→ **Work task**
Reproduce the whole listing below exactly.

>>

//! The request pipeline: resolve the selection, fetch and subset the fields,
//! derive display values, configure the plot and render it.

use std::time::Instant;

use chrono::{DateTime, NaiveDate, Utc};
use serde::Deserialize;
use tracing::{debug, info, instrument};

use dataset_gateway::GriddedSource;
use forecast_common::parameter::{Parameter, ParameterSpec};
use forecast_common::{
    BoundingBox, ForecastError, ForecastResult, ForecastRun, ForecastStep, GriddedField,
    ModelCycle, Region,
};
use renderer::PlotSpec;

use crate::config::ViewerConfig;
use crate::state::AppState;

/// Status line shown after a successful render.
pub const DATASET_LOADED: &str = "Dataset berhasil dimuat dari server NOAA.";

/// Query string of `/api/render`. Everything arrives as text and is
/// validated here so bad input surfaces as a user-facing message.
#[derive(Debug, Clone, Default, Deserialize)]
pub struct RenderQuery {
    /// Run date, `YYYY-MM-DD`
    pub date: Option<String>,
    /// Run hour: 00, 06, 12 or 18
    pub hour: Option<String>,
    /// Lead time in hours
    pub step: Option<String>,
    pub parameter: Option<String>,
    /// Built-in region id
    pub region: Option<String>,
    /// Custom `min_lon,min_lat,max_lon,max_lat`; overrides `region`
    pub bbox: Option<String>,
}

/// A validated selection.
#[derive(Debug, Clone)]
pub struct RenderRequest {
    pub spec: ParameterSpec,
    pub run: ForecastRun,
    pub region: Region,
}

impl RenderRequest {
    /// Validate a query. The parameter is resolved first, so an unknown
    /// parameter is reported before anything else is looked at.
    pub fn from_query(
        query: &RenderQuery,
        config: &ViewerConfig,
        today: NaiveDate,
    ) -> ForecastResult<Self> {
        let parameter = Parameter::from_identifier(query.parameter.as_deref().unwrap_or_default())?;
        let step = ForecastStep::new(parse_step(query.step.as_deref())?)?;
        let spec = parameter.spec(step);

        let region = match query.bbox.as_deref() {
            Some(bbox) => Region::custom(BoundingBox::from_query_string(bbox)?)?,
            None => Region::builtin(query.region.as_deref().unwrap_or(&config.default_region))?,
        };

        let run = match query.date.as_deref() {
            Some(date) => ForecastRun::parse(date, query.hour.as_deref().unwrap_or("00"))?,
            None => ForecastRun::new(
                config.default_run_date(today),
                ModelCycle::parse(query.hour.as_deref().unwrap_or("00"))?,
            ),
        };

        Ok(Self { spec, run, region })
    }
}

fn parse_step(step: Option<&str>) -> ForecastResult<i64> {
    match step.map(str::trim) {
        None | Some("") => Ok(0),
        Some(s) => s
            .parse::<i64>()
            .map_err(|_| ForecastError::MalformedForecastStep(s.to_string())),
    }
}

/// A rendered map and what to tell the user about it.
#[derive(Debug, Clone)]
pub struct RenderedMap {
    pub png: Vec<u8>,
    pub title: String,
    pub status: String,
    pub valid_time: DateTime<Utc>,
}

/// The derived field plus the subset inputs it was computed from.
#[derive(Debug, Clone)]
pub struct DerivedField {
    pub field: GriddedField,
    pub inputs: Vec<GriddedField>,
}

impl DerivedField {
    /// U and V components, for vector parameters.
    pub fn components(&self) -> Option<(GriddedField, GriddedField)> {
        match self.inputs.as_slice() {
            [u, v] => Some((u.clone(), v.clone())),
            _ => None,
        }
    }
}

/// Read every field the parameter needs, clip to the region and derive the
/// display values.
pub async fn derive_field(
    source: &dyn GriddedSource,
    spec: &ParameterSpec,
    region: &Region,
) -> ForecastResult<DerivedField> {
    let mut inputs = Vec::with_capacity(spec.fields.len());
    for name in spec.fields {
        let raw = source.read_field(name, spec.step, &region.bbox).await?;
        let subset = raw.subset(&region.bbox)?;
        debug!(
            field = name,
            nx = subset.nx(),
            ny = subset.ny(),
            lat_order = ?subset.lat_order(),
            extent = ?subset.bbox(),
            "Field subset"
        );
        inputs.push(subset);
    }

    let field = spec
        .derivation
        .apply(&inputs, spec.parameter.identifier())?;
    Ok(DerivedField { field, inputs })
}

/// Run the whole pipeline for one request.
#[instrument(skip(state, request), fields(run = %request.run, step = request.spec.step.hour(), region = request.region.id))]
pub async fn render_map(state: &AppState, request: &RenderRequest) -> ForecastResult<RenderedMap> {
    let RenderRequest { spec, run, region } = request;

    // Held until the image is encoded: requests are served one at a time.
    let mut gateway = state.gateway.lock().await;
    let source = gateway.open(run).await?;
    let valid_time = source.valid_time(spec.step)?;

    let derived = derive_field(source.as_ref(), spec, region).await?;
    let components = if spec.is_vector() {
        derived.components()
    } else {
        None
    };

    let plot = PlotSpec::configure(
        derived.field,
        components,
        spec,
        region,
        &valid_time,
        state.config.image_size,
    )?;

    let start = Instant::now();
    let png = state.renderer.render(&plot)?;
    let elapsed = start.elapsed();
    state.metrics.record_render(elapsed.as_micros() as u64);
    drop(gateway);

    info!(
        bytes = png.len(),
        contour = spec.is_contour(),
        render_ms = elapsed.as_millis() as u64,
        "Map rendered"
    );

    Ok(RenderedMap {
        png,
        title: plot.titles.main().unwrap_or_default().to_string(),
        status: DATASET_LOADED.to_string(),
        valid_time,
    })
}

<<

→ **Result of this task**
//! The request pipeline: resolve the selection, fetch and subset the fields,
//! derive display values, configure the plot and render it.

use std::time::Instant;

use chrono::{DateTime, NaiveDate, Utc};
use serde::Deserialize;
use tracing::{debug, info, instrument};

use dataset_gateway::GriddedSource;
use forecast_common::parameter::{Parameter, ParameterSpec};
use forecast_common::{
    BoundingBox, ForecastError, ForecastResult, ForecastRun, ForecastStep, GriddedField,
    ModelCycle, Region,
};
use renderer::PlotSpec;

use crate::config::ViewerConfig;
use crate::state::AppState;

/// Status line shown after a successful render.
pub const DATASET_LOADED: &str = "Dataset berhasil dimuat dari server NOAA.";

/// Query string of `/api/render`. Everything arrives as text and is
/// validated here so bad input surfaces as a user-facing message.
#[derive(Debug, Clone, Default, Deserialize)]
pub struct RenderQuery {
    /// Run date, `YYYY-MM-DD`
    pub date: Option<String>,
    /// Run hour: 00, 06, 12 or 18
    pub hour: Option<String>,
    /// Lead time in hours
    pub step: Option<String>,
    pub parameter: Option<String>,
    /// Built-in region id
    pub region: Option<String>,
    /// Custom `min_lon,min_lat,max_lon,max_lat`; overrides `region`
    pub bbox: Option<String>,
}

/// A validated selection.
#[derive(Debug, Clone)]
pub struct RenderRequest {
    pub spec: ParameterSpec,
    pub run: ForecastRun,
    pub region: Region,
}

impl RenderRequest {
    /// Validate a query. The parameter is resolved first, so an unknown
    /// parameter is reported before anything else is looked at.
    pub fn from_query(
        query: &RenderQuery,
        config: &ViewerConfig,
        today: NaiveDate,
    ) -> ForecastResult<Self> {
        let parameter = Parameter::from_identifier(query.parameter.as_deref().unwrap_or_default())?;
        let step = ForecastStep::new(parse_step(query.step.as_deref())?)?;
        let spec = parameter.spec(step);

        let region = match query.bbox.as_deref() {
            Some(bbox) => Region::custom(BoundingBox::from_query_string(bbox)?)?,
            None => Region::builtin(query.region.as_deref().unwrap_or(&config.default_region))?,
        };

        let run = match query.date.as_deref() {
            Some(date) => ForecastRun::parse(date, query.hour.as_deref().unwrap_or("00"))?,
            None => ForecastRun::new(
                config.default_run_date(today),
                ModelCycle::parse(query.hour.as_deref().unwrap_or("00"))?,
            ),
        };

        Ok(Self { spec, run, region })
    }
}

fn parse_step(step: Option<&str>) -> ForecastResult<i64> {
    match step.map(str::trim) {
        None | Some("") => Ok(0),
        Some(s) => s
            .parse::<i64>()
            .map_err(|_| ForecastError::MalformedForecastStep(s.to_string())),
    }
}

/// A rendered map and what to tell the user about it.
#[derive(Debug, Clone)]
pub struct RenderedMap {
    pub png: Vec<u8>,
    pub title: String,
    pub status: String,
    pub valid_time: DateTime<Utc>,
}

/// The derived field plus the subset inputs it was computed from.
#[derive(Debug, Clone)]
pub struct DerivedField {
    pub field: GriddedField,
    pub inputs: Vec<GriddedField>,
}

impl DerivedField {
    /// U and V components, for vector parameters.
    pub fn components(&self) -> Option<(GriddedField, GriddedField)> {
        match self.inputs.as_slice() {
            [u, v] => Some((u.clone(), v.clone())),
            _ => None,
        }
    }
}

/// Read every field the parameter needs, clip to the region and derive the
/// display values.
pub async fn derive_field(
    source: &dyn GriddedSource,
    spec: &ParameterSpec,
    region: &Region,
) -> ForecastResult<DerivedField> {
    let mut inputs = Vec::with_capacity(spec.fields.len());
    for name in spec.fields {
        let raw = source.read_field(name, spec.step, &region.bbox).await?;
        let subset = raw.subset(&region.bbox)?;
        debug!(
            field = name,
            nx = subset.nx(),
            ny = subset.ny(),
            lat_order = ?subset.lat_order(),
            extent = ?subset.bbox(),
            "Field subset"
        );
        inputs.push(subset);
    }

    let field = spec
        .derivation
        .apply(&inputs, spec.parameter.identifier())?;
    Ok(DerivedField { field, inputs })
}

/// Run the whole pipeline for one request.
#[instrument(skip(state, request), fields(run = %request.run, step = request.spec.step.hour(), region = request.region.id))]
pub async fn render_map(state: &AppState, request: &RenderRequest) -> ForecastResult<RenderedMap> {
    let RenderRequest { spec, run, region } = request;

    // Held until the image is encoded: requests are served one at a time.
    let mut gateway = state.gateway.lock().await;
    let source = gateway.open(run).await?;
    let valid_time = source.valid_time(spec.step)?;

    let derived = derive_field(source.as_ref(), spec, region).await?;
    let components = if spec.is_vector() {
        derived.components()
    } else {
        None
    };

    let plot = PlotSpec::configure(
        derived.field,
        components,
        spec,
        region,
        &valid_time,
        state.config.image_size,
    )?;

    let start = Instant::now();
    let png = state.renderer.render(&plot)?;
    let elapsed = start.elapsed();
    state.metrics.record_render(elapsed.as_micros() as u64);
    drop(gateway);

    info!(
        bytes = png.len(),
        contour = spec.is_contour(),
        render_ms = elapsed.as_millis() as u64,
        "Map rendered"
    );

    Ok(RenderedMap {
        png,
        title: plot.titles.main().unwrap_or_default().to_string(),
        status: DATASET_LOADED.to_string(),
        valid_time,
    })
}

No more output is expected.